Phlomic acid is composed of 20 carbon atoms, with two consecutive double bonds (allene) in the position 7=8=9. The acid has the structural formula CH_{3}-(CH_{2})_{10}-CH=C=CH-(CH_{2})_{5}-COOH. This is one of the rare allenic fatty acids found in nature, probably biosynthesized by elongation of laballenic acid.

==Natural occurrence==
Phlomisic acid is found in some plant species of the Lamiaceae family. For example, it is present at 2.9% in the seed oil of Phlomoides tuberosa.
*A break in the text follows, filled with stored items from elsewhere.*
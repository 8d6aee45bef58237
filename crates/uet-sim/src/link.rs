//! Per-hop link-level retransmission (LLR) and PRI header compression.
//!
//! One [`Link`] instance is one network interface's link layer. It sits
//! between the routing/fabric layer above and the PHY below, and owns both
//! the outbound (`next_tx_seq`) and inbound (`expected_rx_seq`) sequence
//! state for that interface — a single instance is fully duplex.

use std::collections::HashMap;

use uet_common::config::LinkConfig;
use uet_common::packet::{LlrAck, LlrAckType, Packet, Seq};
use uet_common::signals::SignalRegistry;
use uet_common::time::Tick;

use crate::scheduler::{Actor, Scheduler, TimerKind};

struct RetransmissionEntry {
    packet: Packet,
    sent_at: Tick,
    retries: u8,
}

pub struct Link {
    actor: Actor,
    up: Actor,
    down: Actor,
    /// The peer link on the far end of this hop. LLR acks are link-local
    /// control signalling and address the peer link directly rather than
    /// queuing through the PHY serialisation/FEC path.
    peer_link: Actor,
    cfg: LinkConfig,
    next_tx_seq: Seq,
    expected_rx_seq: Seq,
    retransmit_buf: HashMap<Seq, RetransmissionEntry>,
    timer_armed: bool,
}

impl Link {
    pub fn new(actor: Actor, up: Actor, down: Actor, peer_link: Actor, cfg: LinkConfig) -> Self {
        Link {
            actor,
            up,
            down,
            peer_link,
            cfg,
            next_tx_seq: 0,
            expected_rx_seq: 0,
            retransmit_buf: HashMap::new(),
            timer_armed: false,
        }
    }

    pub fn expected_rx_seq(&self) -> Seq {
        self.expected_rx_seq
    }

    /// A packet arrives from the layer above (IP or the switch-port
    /// pass-through) for transmission on this hop.
    pub fn send(&mut self, mut pkt: Packet, now: Tick, sched: &mut Scheduler, signals: &mut SignalRegistry) {
        if self.cfg.pri_compression_ratio > 0.0 {
            let original = pkt.byte_len;
            let compressed = (original as f64 * (1.0 - self.cfg.pri_compression_ratio)) as usize;
            pkt.byte_len = compressed;
            pkt.bit_len = compressed as u64 * 8;
            let achieved = (original - compressed) as f64 / original.max(1) as f64;
            signals.observe("link.compressionRatio", achieved, now);
        }

        if self.cfg.llr_enabled {
            let seq = self.next_tx_seq;
            self.next_tx_seq += 1;
            pkt.llr_ack_seq = Some(seq);
            self.retransmit_buf.insert(
                seq,
                RetransmissionEntry {
                    packet: pkt.clone(),
                    sent_at: now,
                    retries: 0,
                },
            );
            if !self.timer_armed {
                self.arm_timeout(now, sched);
            }
        }

        let at = now + uet_common::time::secs_to_ticks(self.cfg.link_latency_secs);
        signals.incr("link.packetsTransmitted", 1);
        self.emit_utilization(now, signals);
        sched.schedule_packet(at, self.down, pkt);
    }

    /// A packet arrives from the PHY below.
    pub fn receive(&mut self, pkt: Packet, now: Tick, sched: &mut Scheduler, signals: &mut SignalRegistry) {
        signals.incr("link.packetsReceived", 1);

        if !self.cfg.llr_enabled {
            sched.schedule_packet(now, self.up, self.decompress(pkt));
            return;
        }

        let seq = pkt.llr_ack_seq.unwrap_or(0);
        if seq == self.expected_rx_seq {
            self.expected_rx_seq += 1;
            self.send_ack(seq, LlrAckType::Positive, now, sched, signals);
            sched.schedule_packet(now, self.up, self.decompress(pkt));
        } else if seq > self.expected_rx_seq {
            // Single-shot NAK: only the first gap-filler trips a NEG ack for
            // the still-missing `expected_rx_seq`; later out-of-order
            // arrivals above the gap are just dropped. Preserved quirk.
            self.send_ack(self.expected_rx_seq, LlrAckType::Negative, now, sched, signals);
        } else {
            // Duplicate of an already-delivered sequence: ack, drop.
            self.send_ack(seq, LlrAckType::Positive, now, sched, signals);
        }
    }

    fn decompress(&self, mut pkt: Packet) -> Packet {
        if self.cfg.pri_compression_ratio > 0.0 {
            let compressed = pkt.byte_len;
            let original = (compressed as f64 / (1.0 - self.cfg.pri_compression_ratio)) as usize;
            pkt.byte_len = original;
            pkt.bit_len = original as u64 * 8;
        }
        pkt
    }

    fn send_ack(&mut self, seq: Seq, ack_type: LlrAckType, now: Tick, sched: &mut Scheduler, signals: &mut SignalRegistry) {
        signals.incr("link.packetsTransmitted", 1);
        sched.schedule_llr_ack(
            now + uet_common::time::secs_to_ticks(self.cfg.link_latency_secs),
            self.peer_link,
            LlrAck { ack_seq: seq, ack_type, path_id: 0 },
        );
    }

    /// An LLR ack arrives from the PHY below.
    pub fn on_ack(&mut self, ack: LlrAck, now: Tick, sched: &mut Scheduler, signals: &mut SignalRegistry) {
        match ack.ack_type {
            LlrAckType::Positive => {
                self.retransmit_buf.remove(&ack.ack_seq);
            }
            LlrAckType::Negative => {
                if let Some(entry) = self.retransmit_buf.get_mut(&ack.ack_seq) {
                    entry.retries += 1;
                    entry.sent_at = now;
                    signals.incr("link.llrRetransmissions", 1);
                    signals.incr("link.packetsTransmitted", 1);
                    sched.schedule_packet(
                        now + uet_common::time::secs_to_ticks(self.cfg.link_latency_secs),
                        self.down,
                        entry.packet.clone(),
                    );
                }
            }
        }
    }

    fn arm_timeout(&mut self, now: Tick, sched: &mut Scheduler) {
        self.timer_armed = true;
        let timeout = uet_common::time::secs_to_ticks(self.cfg.llr_timeout_secs);
        sched.arm_timer(now + timeout, self.actor, TimerKind::LinkLlr);
    }

    /// The LLR timeout timer fires: retransmit or abandon every overdue
    /// buffered entry, then rearm while work remains.
    pub fn on_timeout(&mut self, now: Tick, sched: &mut Scheduler, signals: &mut SignalRegistry) {
        let timeout = uet_common::time::secs_to_ticks(self.cfg.llr_timeout_secs);
        let mut to_drop = Vec::new();
        let mut to_resend = Vec::new();

        for (&seq, entry) in self.retransmit_buf.iter_mut() {
            if now.saturating_sub(entry.sent_at) > timeout {
                if entry.retries < self.cfg.max_retransmissions {
                    entry.retries += 1;
                    entry.sent_at = now;
                    to_resend.push((seq, entry.packet.clone()));
                } else {
                    to_drop.push(seq);
                }
            }
        }

        for seq in to_drop {
            self.retransmit_buf.remove(&seq);
            tracing::debug!(seq, "LLR retry budget exhausted, abandoning");
            signals.incr("link.llrAbandoned", 1);
        }
        for (_, pkt) in to_resend {
            signals.incr("link.llrRetransmissions", 1);
            signals.incr("link.packetsTransmitted", 1);
            sched.schedule_packet(
                now + uet_common::time::secs_to_ticks(self.cfg.link_latency_secs),
                self.down,
                pkt,
            );
        }

        self.timer_armed = false;
        if !self.retransmit_buf.is_empty() {
            self.arm_timeout(now, sched);
        }
    }

    fn emit_utilization(&self, now: Tick, signals: &mut SignalRegistry) {
        let utilization = self.retransmit_buf.len() as f64 / 100.0;
        signals.observe("link.utilization", utilization, now);
    }
}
Other species of the genera Phlomis, such as deadnettle, hedgenettle, and Leonurus also contain the compound. Out many species of the genus Leucas examined, 11 species contained small amounts of phlomisic acid. Only in two species was the content above 1%, and the highest measured content was 1.86%.

==Synthesis==
Starting from hex-5-yn-1-ol, phlomic acid can be synthesized by a copper(II) bromide-catalyzed reaction with (S)-dimethylprolinol as a chiral auxiliary.

==Discovery==
The common name of the acid comes from the genus Phlomis. Phlomic acid was initially isolated in 1997 by K. Aitzetmüller, N. and K. Tsevegsüren Vosmann in the seed oil of various Lamiaceae. Further analysis have found that phlomic acid almost always occurs in association with laballenic acid and gadoleic acid.

==Uses==
Plant derivatives with high content of allenic fatty acids have shown cytotoxic, anti-inflammatory, and antiviral activity.